BMI is worthless in such a case because it penalizes muscle, which is heavier
than fat. I know countless very fit friends who have bad BMIs just because
they have a lot of heavy muscle. BMI only allows you to be a certain weight at
a certain height, it doesn't allow you to carry muscle instead of fat.

------
chipsy
I think the biggest immediate benefit of a product like Soylent is that people
can pick it up in order to try _eliminating_ other foods. There are numerous
symptoms that correlate to a food intolerance, but aren't immediately life
threatening and don't manifest with the typical "swell up and get inflamed"
allergic reaction.

These are the secret enemies of our diet, as they tend to also involve
everyday foods that are integral to the food culture of the household, and
their removal can't be so easily justified when the symptoms aren't obvious.
Individuals attempting an elimination by changing cooking strategy face
conflict, misunderstanding, and to a large extent, their own self-defeating
habits.
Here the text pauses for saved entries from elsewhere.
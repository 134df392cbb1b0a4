//! End-to-end exercise workflow through the session API

mod common;

use common::builders::SessionBuilder;
use common::LEAD_I_WIRING;
use ecg_lead_trainer::{AmplifierInput, Connection, DropOutcome, ElectrodeId, Position, TrainerSession};

fn lead_i_session() -> TrainerSession {
    LEAD_I_WIRING
        .iter()
        .fold(SessionBuilder::new(), |b, &(e, i)| b.wire(e, i))
        .build()
}

#[test]
fn test_correct_wiring_passes_and_shows_waveform() {
    let mut session = lead_i_session();
    assert!(session.editor().is_complete());

    let report = session.check();
    assert!(report.passed);
    assert!(report.message().starts_with("Correct Configuration!"));
    assert!(report.missing.is_empty());

    let waveform = session.waveform().expect("waveform after passing check");
    assert_eq!(waveform.len(), 200);
}

#[test]
fn test_wiring_order_does_not_matter() {
    let mut session = SessionBuilder::new()
        .wire(ElectrodeId::RL, AmplifierInput::Ground)
        .wire(ElectrodeId::LA, AmplifierInput::Positive)
        .wire(ElectrodeId::RA, AmplifierInput::Negative)
        .build();

    assert!(session.check().passed);
}

#[test]
fn test_incomplete_wiring_fails_without_waveform() {
    let mut session = SessionBuilder::new()
        .wire(ElectrodeId::LA, AmplifierInput::Positive)
        .wire(ElectrodeId::RA, AmplifierInput::Negative)
        .build();

    let report = session.check();
    assert!(!report.passed);
    assert_eq!(
        report.missing,
        vec![Connection::new(ElectrodeId::RL, AmplifierInput::Ground)]
    );
    assert!(report.message().contains("Lead I requires:"));
    assert!(session.waveform().is_none());
}

#[test]
fn test_empty_check_fails() {
    let mut session = TrainerSession::default();
    let report = session.check();
    assert!(!report.passed);
    assert_eq!(report.missing.len(), 3);
}

#[test]
fn test_wrong_drop_is_rejected_and_discarded() {
    let (session, outcomes) = SessionBuilder::new()
        .wire(ElectrodeId::LA, AmplifierInput::Negative)
        .wire(ElectrodeId::RL, AmplifierInput::Positive)
        .build_with_outcomes();

    assert!(matches!(
        outcomes[0],
        DropOutcome::Rejected {
            source: ElectrodeId::LA,
            target: AmplifierInput::Negative
        }
    ));
    assert_eq!(
        outcomes[1].describe().as_deref(),
        Some("RL cannot be connected to the positive input")
    );
    assert_eq!(session.editor().connection_count(), 0);
    assert!(!session.editor().gesture().is_active());
}

#[test]
fn test_release_over_empty_space_cancels() {
    let (session, outcomes) = SessionBuilder::new()
        .cancel(ElectrodeId::RA)
        .build_with_outcomes();

    assert_eq!(outcomes, vec![DropOutcome::Cancelled { source: ElectrodeId::RA }]);
    assert_eq!(session.editor().connection_count(), 0);
}

#[test]
fn test_rewiring_same_electrode_keeps_single_wire() {
    let (session, outcomes) = SessionBuilder::new()
        .wire(ElectrodeId::LA, AmplifierInput::Positive)
        .wire(ElectrodeId::LA, AmplifierInput::Positive)
        .build_with_outcomes();

    assert!(matches!(
        outcomes[1],
        DropOutcome::Connected { replaced: true, .. }
    ));
    assert_eq!(session.editor().connection_count(), 1);
}

#[test]
fn test_second_press_during_drag_is_ignored() {
    let mut session = TrainerSession::default();
    assert!(session.press(ElectrodeId::RA, Position::new(1.0, 1.0)));
    assert!(!session.press(ElectrodeId::LA, Position::new(2.0, 2.0)));
    assert_eq!(session.editor().gesture().source(), Some(ElectrodeId::RA));

    let outcome = session.release(Some(AmplifierInput::Negative));
    assert!(outcome.is_committed());
}

#[test]
fn test_release_without_press_is_noop() {
    let mut session = TrainerSession::default();
    assert_eq!(session.release(Some(AmplifierInput::Ground)), DropOutcome::NoGesture);
    assert_eq!(session.editor().connection_count(), 0);
}

#[test]
fn test_drag_tracks_pointer() {
    let mut session = TrainerSession::default();
    session.press(ElectrodeId::RL, Position::new(0.0, 0.0));
    session.drag_to(Position::new(42.0, 24.0));
    assert_eq!(session.editor().gesture().position(), Position::new(42.0, 24.0));
}

#[test]
fn test_reset_clears_everything() {
    let mut session = lead_i_session();
    session.check();
    session.press(ElectrodeId::RA, Position::ORIGIN);

    session.reset();

    assert_eq!(session.editor().connection_count(), 0);
    assert!(!session.editor().gesture().is_active());
    assert!(session.waveform().is_none());
    assert!(session.last_report().is_none());
}

#[test]
fn test_regenerate_replaces_waveform() {
    let mut session = lead_i_session();
    session.check();
    let first = session.waveform().cloned();
    session.regenerate_waveform();
    assert_ne!(session.waveform().cloned(), first);
}

#[test]
fn test_waveform_length_setting_applies_to_next_generation() {
    let mut session = lead_i_session();
    session.set_waveform_length(350);
    session.check();
    assert_eq!(session.waveform().map(|w| w.len()), Some(350));
}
A product like Soylent reduces the cost of experimentation, which is a
really big deal.

------
niix
Interesting idea. I often find eating sort of a task that is required rather
than enjoyed. With that said, my wife has helped me really enjoy the process
of sitting down with others and enjoying their company whilst eating. In
addition, I've been learning how to cook as well and it's helped me really
enjoy the entire process of sitting down and having a meal.

------
oe
Every Soylent article will have a bunch of comments from people who actually
like to spend time on preparing and consuming food. Good for you, I guess?
There are still a lot of people who would gladly skip some meals and use the
time for something more important. What could be more important? It's not
really your problem.

------
fleitz
I guess for some people it works, however, for myself the more I devote to
enjoying life the better I feel (and perform, though I no longer have the
spreadsheets to prove it).

------
jonzjia
There's a solid version called MealSquares:

[http://www.mealsquares.com/](http://www.mealsquares.com/)

Unfortunately all these foods just remind me of NutraLoaf:

[http://en.wikipedia.org/wiki/Nutraloaf](http://en.wikipedia.org/wiki/Nutraloaf)

Which is used as a form of punishment for inmates.